GCP Cloud Monitoring Alert Policy & SLO Design Prompt
Design Cloud Monitoring alerting policies and SLOs that page on user-facing pain — not noisy threshold alerts — by choosing the right metric, condition, burn-rate windows, and notification routing.
- Target user
- SRE and ops engineers building alerting on GCP
- Difficulty
- Advanced
- Tools
- Claude, ChatGPT, Cursor
The prompt
You are a senior SRE who designs Cloud Monitoring alert policies and SLOs around user impact, so on-call gets paged for real problems and ignores noise.

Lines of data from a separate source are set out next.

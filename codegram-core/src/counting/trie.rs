use std::collections::HashMap;

use serde::{Deserialize, Serialize};

/// Highest occurrence count tracked by the counts-of-counts table.
/// Discount estimation never looks past n4.
const TRACKED_COUNTS: usize = 4;

#[derive(Serialize, Deserialize, Clone, Debug, Default, PartialEq)]
struct TrieNode {
	/// How often the sequence ending at this node was observed as a whole.
	count: u64,
	successors: HashMap<usize, TrieNode>,
}

impl TrieNode {
	fn walk(&self, sequence: &[usize]) -> Option<&TrieNode> {
		let mut node = self;
		for key in sequence {
			node = node.successors.get(key)?;
		}
		Some(node)
	}

	fn merge(&mut self, other: &TrieNode) {
		self.count += other.count;
		for (key, child) in &other.successors {
			self.successors.entry(*key).or_default().merge(child);
		}
	}
}

/// Nested-map frequency trie over token-index sequences.
///
/// # Responsibilities
/// - Store an occurrence count per observed sequence, keyed by its token
///   indices, with shared prefixes sharing trie paths.
/// - Maintain incremental counts-of-counts tables per sequence length so the
///   absolute-discounting estimators get n1..n4 in constant time.
/// - Answer context totals: the count of a sequence's context is the count
///   stored for the sequence minus its last token, with the empty context
///   backed by the total number of unigram observations.
///
/// # Invariants
/// - Counting touches only the terminal node of the given sequence. Models
///   that need every order populated count each suffix explicitly.
/// - Uncounting prunes nodes whose count reached zero and which have no
///   remaining successors, so forgetting everything restores an empty trie.
#[derive(Serialize, Deserialize, Clone, Debug, Default)]
pub struct MapTrieCounter {
	root: TrieNode,
	/// Per sequence length (1-based), how many distinct sequences currently
	/// have count 1, 2, 3 and 4.
	counts_of_counts: Vec<[u64; TRACKED_COUNTS]>,
}

impl MapTrieCounter {
	pub fn new() -> Self {
		Self::default()
	}

	/// Total number of unigram observations, i.e. the count of the empty
	/// context.
	pub fn total(&self) -> u64 {
		self.root.count
	}

	/// Record one occurrence of `sequence`.
	pub fn count(&mut self, sequence: &[usize]) {
		if sequence.is_empty() {
			return;
		}
		let mut node = &mut self.root;
		for key in sequence {
			node = node.successors.entry(*key).or_default();
		}
		node.count += 1;
		let new = node.count;
		self.tally(sequence.len(), new - 1, new);
		if sequence.len() == 1 {
			self.root.count += 1;
		}
	}

	/// Remove one occurrence of `sequence`. Does nothing if the sequence was
	/// never observed.
	pub fn uncount(&mut self, sequence: &[usize]) {
		if sequence.is_empty() {
			return;
		}
		if let Some((old, new)) = Self::uncount_walk(&mut self.root, sequence) {
			self.tally(sequence.len(), old, new);
			if sequence.len() == 1 {
				self.root.count -= 1;
			}
		}
	}

	fn uncount_walk(node: &mut TrieNode, sequence: &[usize]) -> Option<(u64, u64)> {
		let key = sequence[0];
		let child = node.successors.get_mut(&key)?;
		let transition = if sequence.len() == 1 {
			if child.count == 0 {
				None
			} else {
				child.count -= 1;
				Some((child.count + 1, child.count))
			}
		} else {
			Self::uncount_walk(child, &sequence[1..])
		};
		if child.count == 0 && child.successors.is_empty() {
			node.successors.remove(&key);
		}
		transition
	}

	/// Record one occurrence of every sequence in the batch.
	pub fn count_batch<'a, I>(&mut self, sequences: I)
	where
		I: IntoIterator<Item = &'a [usize]>,
	{
		for sequence in sequences {
			self.count(sequence);
		}
	}

	/// Remove one occurrence of every sequence in the batch.
	pub fn uncount_batch<'a, I>(&mut self, sequences: I)
	where
		I: IntoIterator<Item = &'a [usize]>,
	{
		for sequence in sequences {
			self.uncount(sequence);
		}
	}

	/// Count of `sequence` together with the count of its context (the
	/// sequence minus its last token). A unigram's context is the empty
	/// sequence, whose count is the total number of unigram observations.
	pub fn get_counts(&self, sequence: &[usize]) -> (u64, u64) {
		if sequence.is_empty() {
			return (0, self.root.count);
		}
		let count = self.root.walk(sequence).map_or(0, |node| node.count);
		let context = self
			.root
			.walk(&sequence[..sequence.len() - 1])
			.map_or(0, |node| node.count);
		(count, context)
	}

	/// Count how many distinct successors of `context` fall in each
	/// occurrence tier. Tiers `1..range` count successors seen exactly that
	/// often; the last tier counts successors seen `range` or more times.
	/// With `range == 1` this yields the single N1+ value.
	pub fn get_distinct_counts(&self, range: usize, context: &[usize]) -> Vec<u64> {
		let mut tiers = vec![0u64; range.max(1)];
		let Some(node) = self.root.walk(context) else {
			return tiers;
		};
		for child in node.successors.values() {
			let count = child.count as usize;
			if count > 0 {
				tiers[count.min(range) - 1] += 1;
			}
		}
		tiers
	}

	/// Number of distinct sequences of length `length` currently observed
	/// exactly `occurrences` times. Tracked incrementally for occurrence
	/// counts 1 through 4; anything else reports zero.
	pub fn get_count_of_count(&self, length: usize, occurrences: usize) -> u64 {
		if length == 0 || occurrences == 0 || occurrences > TRACKED_COUNTS {
			return 0;
		}
		self.counts_of_counts
			.get(length - 1)
			.map_or(0, |tiers| tiers[occurrences - 1])
	}

	/// The most frequent successors of `context`, ordered by count descending
	/// with ties broken by ascending token index, at most `limit` of them.
	pub fn get_top_successors(&self, context: &[usize], limit: usize) -> Vec<usize> {
		let Some(node) = self.root.walk(context) else {
			return Vec::new();
		};
		let mut ranked: Vec<(usize, u64)> = node
			.successors
			.iter()
			.filter(|(_, child)| child.count > 0)
			.map(|(key, child)| (*key, child.count))
			.collect();
		ranked.sort_by(|a, b| b.1.cmp(&a.1).then(a.0.cmp(&b.0)));
		ranked.truncate(limit);
		ranked.into_iter().map(|(key, _)| key).collect()
	}

	/// Fold another counter's observations into this one.
	pub fn merge(&mut self, other: &MapTrieCounter) {
		self.root.merge(&other.root);
		self.rebuild_counts_of_counts();
	}

	fn tally(&mut self, length: usize, old: u64, new: u64) {
		if self.counts_of_counts.len() < length {
			self.counts_of_counts
				.resize(length, [0; TRACKED_COUNTS]);
		}
		let tiers = &mut self.counts_of_counts[length - 1];
		if (1..=TRACKED_COUNTS as u64).contains(&old) {
			tiers[old as usize - 1] -= 1;
		}
		if (1..=TRACKED_COUNTS as u64).contains(&new) {
			tiers[new as usize - 1] += 1;
		}
	}

	fn rebuild_counts_of_counts(&mut self) {
		self.counts_of_counts.clear();
		Self::rebuild_walk(&self.root.successors, 1, &mut self.counts_of_counts);
	}

	fn rebuild_walk(
		successors: &HashMap<usize, TrieNode>,
		depth: usize,
		tables: &mut Vec<[u64; TRACKED_COUNTS]>,
	) {
		for child in successors.values() {
			if child.count >= 1 && child.count <= TRACKED_COUNTS as u64 {
				if tables.len() < depth {
					tables.resize(depth, [0; TRACKED_COUNTS]);
				}
				tables[depth - 1][child.count as usize - 1] += 1;
			}
			Self::rebuild_walk(&child.successors, depth + 1, tables);
		}
	}
}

I will provide: - The service and its user-facing SLIs (availability, latency, error rate) and any current SLO targets - Available metrics: Cloud Monitoring metric types, MQL/PromQL fragments, or a description of what's instrumented - Existing alert policies that are too noisy or too quiet, plus the notification channels and on-call expectations - Traffic shape (steady vs spiky) and acceptable error budget / paging frequency Your job: 1. **Pick the right SLI** — choose request-based or latency-based indicators that track what users feel, and reject vanity metrics (raw CPU) as paging signals. 2. **Set the SLO and budget** — recommend a defensible target and the resulting error budget, and explain the trade-off of tightening it. 3. **Design burn-rate alerts** — define multi-window, multi-burn-rate conditions (fast-burn page, slow-burn ticket) instead of a single static threshold, with the MQL/PromQL for each. 4. **Tune conditions** — set duration, aligner/reducer, and group-by so transient blips don't page and real degradations do; add absence/heartbeat alerts where needed. 5. **Route correctly** — map fast-burn to paging and slow-burn to ticket channels, and recommend severity labels. 6. **Cut noise** — flag the existing policies to delete or merge and why. Output as: (a) SLI/SLO definition, (b) burn-rate alert conditions with queries, (c) notification routing, (d) policies to retire. Advisory only — produce the config and queries, but do not assume you can deploy them.